The Philippine National Police, Philippine Drug Enforcement Agency, National Bureau of Investigation led by Justice secretary Leila de Lima launched a series of raids on the New Bilibid Prison on December 15, 19, and 22, 2014, targeting drug lords allegedly operating inside the prison and to seize contraband reportedly in possession of some of the prison's inmates. Prohibited items such as methamphetamine chloride (shabu) and other drug paraphernalia, inflatable sex dolls, a stripper bar and jacuzzi were found in air-conditioned villas (kubol) of high-profile inmates. Police also found other contraband in the prison, such as firearms and bladed weapons, mobile phones, flat-screen TVs, laptops, WIFi, luxury Patek Philippe, Cartier, and Rolex watches, a sauna, and over in cash from body searches of several inmates.

Officials handling the New Bilibid Prison were relieved on December 19 following an order from Ombudsman Conchita Carpio-Morales for an investigation on officials of the Bureau of Corrections.

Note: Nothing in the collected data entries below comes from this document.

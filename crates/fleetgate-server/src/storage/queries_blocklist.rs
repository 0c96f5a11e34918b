//! Revoked-token blocklist queries.
//!
//! Each row carries the `exp` of the token it blocks. A row is only swept
//! once that token would fail expiry validation on its own.

use super::db::{DatabaseError, FleetDatabase};
#[cfg(test)]
use super::models::RevokedToken;

impl FleetDatabase {
    /// Record `token_id` as revoked.
    ///
    /// Returns `false` if it was already present; concurrent revocations of
    /// the same id are absorbed by the unique constraint.
    pub async fn insert_revoked_token(
        &self,
        token_id: &str,
        expires_at: i64,
        revoked_at: i64,
    ) -> Result<bool, DatabaseError> {
        let result = sqlx::query(
            "INSERT INTO revoked_tokens (token_id, expires_at, revoked_at) VALUES (?, ?, ?) \
             ON CONFLICT(token_id) DO NOTHING",
        )
        .bind(token_id)
        .bind(expires_at)
        .bind(revoked_at)
        .execute(self.pool())
        .await?;

        Ok(result.rows_affected() > 0)
    }

    /// Check whether `token_id` is on the blocklist.
    pub async fn is_token_revoked(&self, token_id: &str) -> Result<bool, DatabaseError> {
        let count: i64 = sqlx::query_scalar("SELECT COUNT(*) FROM revoked_tokens WHERE token_id = ?")
            .bind(token_id)
            .fetch_one(self.pool())
            .await?;

        Ok(count > 0)
    }

    /// Get the blocklist entry for `token_id`, if any.
    #[cfg(test)]
    pub async fn get_revoked_token(
        &self,
        token_id: &str,
    ) -> Result<Option<RevokedToken>, DatabaseError> {
        let entry = sqlx::query_as::<_, RevokedToken>(
            "SELECT id, token_id, expires_at, revoked_at FROM revoked_tokens WHERE token_id = ?",
        )
        .bind(token_id)
        .fetch_optional(self.pool())
        .await?;

        Ok(entry)
    }

    /// Delete entries whose token expired before `cutoff`. Returns the number removed.
    pub async fn sweep_revoked_tokens(&self, cutoff: i64) -> Result<u64, DatabaseError> {
        let result = sqlx::query("DELETE FROM revoked_tokens WHERE expires_at < ?")
            .bind(cutoff)
            .execute(self.pool())
            .await?;

        Ok(result.rows_affected())
    }
}
//! Token Service: issuance, verification and the revocation blocklist.
//!
//! `verify` is the single entry point for authenticated requests and always
//! consults the blocklist, so a revoked token is refused even while its
//! signature and expiry are still valid.

use tracing::{debug, info, instrument};

use fleetgate_core::db::unix_timestamp;

use super::jwt::{DecodeFailure, EXPIRY_LEEWAY_SECS, IssuedToken, JwtManager};
use crate::error::{Error, Result};
use crate::storage::{AccountKind, FleetDatabase};

/// Token lifetimes per caller class.
#[derive(Debug, Clone, Copy, PartialEq, Eq)]
pub struct TokenPolicy {
    pub device_ttl_secs: i64,
    pub admin_ttl_secs: i64,
}

impl TokenPolicy {
    pub const fn ttl_for(&self, kind: AccountKind) -> i64 {
        match kind {
            AccountKind::Device => self.device_ttl_secs,
            AccountKind::Admin => self.admin_ttl_secs,
        }
    }
}

/// Identity of an authenticated caller, as proven by its token.
#[derive(Debug, Clone, PartialEq, Eq)]
pub struct Caller {
    pub subject_id: i64,
    pub token_id: String,
    pub kind: AccountKind,
    /// `exp` claim of the presented token.
    pub expires_at: i64,
}

pub struct TokenService {
    db: FleetDatabase,
    jwt: JwtManager,
    policy: TokenPolicy,
}

impl TokenService {
    pub const fn new(db: FleetDatabase, jwt: JwtManager, policy: TokenPolicy) -> Self {
        Self { db, jwt, policy }
    }

    /// Issue a token for `subject_id` with the lifetime of its class.
    pub fn issue(&self, subject_id: i64, kind: AccountKind) -> Result<IssuedToken> {
        self.jwt
            .issue(subject_id, kind, self.policy.ttl_for(kind))
            .map_err(|e| Error::Internal(format!("Token creation failed: {e}")))
    }

    /// Verify signature, expiry and revocation of a presented token.
    #[instrument(skip_all)]
    pub async fn verify(&self, token: &str) -> Result<Caller> {
        let claims = self.jwt.decode(token).map_err(|failure| match failure {
            DecodeFailure::Expired => Error::ExpiredToken,
            DecodeFailure::Invalid => Error::InvalidToken,
        })?;
        let subject_id = claims.subject_id().ok_or(Error::InvalidToken)?;

        if self.db.is_token_revoked(&claims.jti).await? {
            debug!(token_id = %claims.jti, subject_id, "Revoked token presented");
            return Err(Error::RevokedToken);
        }

        Ok(Caller {
            subject_id,
            token_id: claims.jti,
            kind: claims.kind,
            expires_at: claims.exp,
        })
    }

    /// Add the caller's token to the blocklist. Revoking twice is not an error.
    #[instrument(skip_all, fields(token_id = %caller.token_id))]
    pub async fn revoke(&self, caller: &Caller) -> Result<()> {
        let inserted = self
            .db
            .insert_revoked_token(&caller.token_id, caller.expires_at, unix_timestamp())
            .await?;
        if inserted {
            info!(subject_id = caller.subject_id, "Token revoked");
        } else {
            debug!("Token already revoked");
        }
        Ok(())
    }

    /// Drop blocklist rows whose token would be refused as expired anyway.
    ///
    /// Rows are kept until the token's own `exp` plus the decode leeway has
    /// passed, independent of the TTLs currently configured.
    pub async fn sweep_blocklist(&self, now: i64) -> Result<u64> {
        let cutoff = now - EXPIRY_LEEWAY_SECS;
        Ok(self.db.sweep_revoked_tokens(cutoff).await?)
    }
}

#[cfg(test)]
#[allow(clippy::panic, clippy::expect_used, clippy::unwrap_used)]
mod tests {
    use std::sync::Arc;

    use super::*;

    const POLICY: TokenPolicy = TokenPolicy {
        device_ttl_secs: 365 * 24 * 3600,
        admin_ttl_secs: 1800,
    };

    async fn service() -> TokenService {
        let db = FleetDatabase::open_in_memory().await.unwrap();
        TokenService::new(db, JwtManager::new(b"test-secret"), POLICY)
    }

    fn caller_for(token_id: &str, expires_at: i64) -> Caller {
        Caller {
            subject_id: 1,
            token_id: token_id.into(),
            kind: AccountKind::Device,
            expires_at,
        }
    }

    #[tokio::test]
    async fn ttl_depends_on_caller_class() {
        let tokens = service().await;
        let device = tokens.issue(1, AccountKind::Device).unwrap();
        let admin = tokens.issue(2, AccountKind::Admin).unwrap();

        let now = unix_timestamp();
        assert!(device.expires_at - now > 364 * 24 * 3600);
        assert!(admin.expires_at - now <= 1800);
    }

    #[tokio::test]
    async fn verify_returns_caller() {
        let tokens = service().await;
        let issued = tokens.issue(5, AccountKind::Device).unwrap();

        let caller = tokens.verify(&issued.token).await.unwrap();
        assert_eq!(caller.subject_id, 5);
        assert_eq!(caller.kind, AccountKind::Device);
        assert_eq!(caller.token_id, issued.token_id);
        assert_eq!(caller.expires_at, issued.expires_at);
    }

    #[tokio::test]
    async fn revoked_token_fails_every_time() {
        let tokens = service().await;
        let issued = tokens.issue(5, AccountKind::Admin).unwrap();
        let caller = tokens.verify(&issued.token).await.unwrap();

        tokens.revoke(&caller).await.unwrap();
        for _ in 0..3 {
            assert!(matches!(
                tokens.verify(&issued.token).await,
                Err(Error::RevokedToken)
            ));
        }
    }

    #[tokio::test]
    async fn revoke_twice_is_fine() {
        let tokens = service().await;
        let caller = caller_for("jti", unix_timestamp() + 60);
        tokens.revoke(&caller).await.unwrap();
        tokens.revoke(&caller).await.unwrap();
    }

    #[tokio::test]
    async fn revocation_does_not_leak_to_other_tokens() {
        let tokens = service().await;
        let a = tokens.issue(5, AccountKind::Device).unwrap();
        let b = tokens.issue(5, AccountKind::Device).unwrap();

        let caller = tokens.verify(&a.token).await.unwrap();
        tokens.revoke(&caller).await.unwrap();
        assert!(tokens.verify(&b.token).await.is_ok());
    }

    #[tokio::test]
    async fn expired_and_forged_tokens() {
        let tokens = service().await;
        let expired = JwtManager::new(b"test-secret")
            .issue(5, AccountKind::Device, -3600)
            .unwrap();
        assert!(matches!(
            tokens.verify(&expired.token).await,
            Err(Error::ExpiredToken)
        ));

        let forged = JwtManager::new(b"other-secret")
            .issue(5, AccountKind::Device, 3600)
            .unwrap();
        assert!(matches!(
            tokens.verify(&forged.token).await,
            Err(Error::InvalidToken)
        ));
    }

    #[tokio::test]
    async fn sweep_removes_only_rows_of_dead_tokens() {
        let tokens = service().await;
        let now = unix_timestamp();
        tokens.revoke(&caller_for("live", now + 10)).await.unwrap();
        tokens
            .revoke(&caller_for("dead", now - EXPIRY_LEEWAY_SECS - 10))
            .await
            .unwrap();

        assert_eq!(tokens.sweep_blocklist(now).await.unwrap(), 1);
        assert!(tokens.db.is_token_revoked("live").await.unwrap());
        assert!(!tokens.db.is_token_revoked("dead").await.unwrap());
    }

    #[tokio::test]
    async fn swept_blocklist_still_refuses_token_inside_leeway() {
        let tokens = service().await;
        // Past `exp` but still accepted by decoding because of the leeway.
        let issued = JwtManager::new(b"test-secret")
            .issue(5, AccountKind::Device, -(EXPIRY_LEEWAY_SECS / 2))
            .unwrap();
        let caller = tokens.verify(&issued.token).await.unwrap();

        tokens.revoke(&caller).await.unwrap();
        assert_eq!(tokens.sweep_blocklist(unix_timestamp()).await.unwrap(), 0);
        assert!(matches!(
            tokens.verify(&issued.token).await,
            Err(Error::RevokedToken)
        ));
    }

    #[tokio::test]
    async fn shorter_configured_ttl_does_not_sweep_long_lived_tokens() {
        let db = FleetDatabase::open_in_memory().await.unwrap();
        let long_lived = TokenService::new(db.clone(), JwtManager::new(b"test-secret"), POLICY);
        let issued = long_lived.issue(5, AccountKind::Device).unwrap();
        let caller = long_lived.verify(&issued.token).await.unwrap();
        long_lived.revoke(&caller).await.unwrap();

        // Restarted with much shorter lifetimes, a year later than revocation.
        let short_lived = TokenService::new(
            db,
            JwtManager::new(b"test-secret"),
            TokenPolicy {
                device_ttl_secs: 2,
                admin_ttl_secs: 1,
            },
        );
        let later = unix_timestamp() + 3600;
        assert_eq!(short_lived.sweep_blocklist(later).await.unwrap(), 0);
        assert!(matches!(
            short_lived.verify(&issued.token).await,
            Err(Error::RevokedToken)
        ));
    }

    #[tokio::test(flavor = "multi_thread", worker_threads = 4)]
    async fn concurrent_revocations_of_one_token_all_succeed() {
        let dir = tempfile::tempdir().unwrap();
        let db = FleetDatabase::open(&dir.path().join("fleet.db")).await.unwrap();
        let tokens = Arc::new(TokenService::new(
            db.clone(),
            JwtManager::new(b"test-secret"),
            POLICY,
        ));
        let issued = tokens.issue(5, AccountKind::Device).unwrap();
        let caller = tokens.verify(&issued.token).await.unwrap();

        let mut handles = Vec::new();
        for _ in 0..8 {
            let tokens = Arc::clone(&tokens);
            let caller = caller.clone();
            handles.push(tokio::spawn(async move { tokens.revoke(&caller).await }));
        }
        for handle in handles {
            handle.await.unwrap().unwrap();
        }

        let rows: i64 = sqlx::query_scalar("SELECT COUNT(*) FROM revoked_tokens WHERE token_id = ?")
            .bind(&caller.token_id)
            .fetch_one(db.pool())
            .await
            .unwrap();
        assert_eq!(rows, 1);
        assert!(matches!(
            tokens.verify(&issued.token).await,
            Err(Error::RevokedToken)
        ));
    }
}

Bureau of Corrections chief Franklin Bucayu refused calls to resign following the findings of the raid.

In an interview at Malacañang Palace on December 24, 2014, Justice Secretary Leila de Lima said that while the discovery of illegal drugs and luxury items in the prison was "a pressing and scandalous issue," there was no need to fire Bucayu while the investigation was ongoing. De Lima defended Bucayu saying "it appears to me that he (Bucayu) was not in cahoots with the inmates. Perhaps he was hoodwinked by his men because he issued guidelines but these were not implemented."

The secretary also said that "at the very least, his shortcoming was that he was not hands-on," but noted that Bucayu "now submits reports every day." Meanwhile, Bucayu insisted that he merely inherited the problem in the penal system but eventually resigned on June 1, 2015, citing health concerns and multiple death threats against him.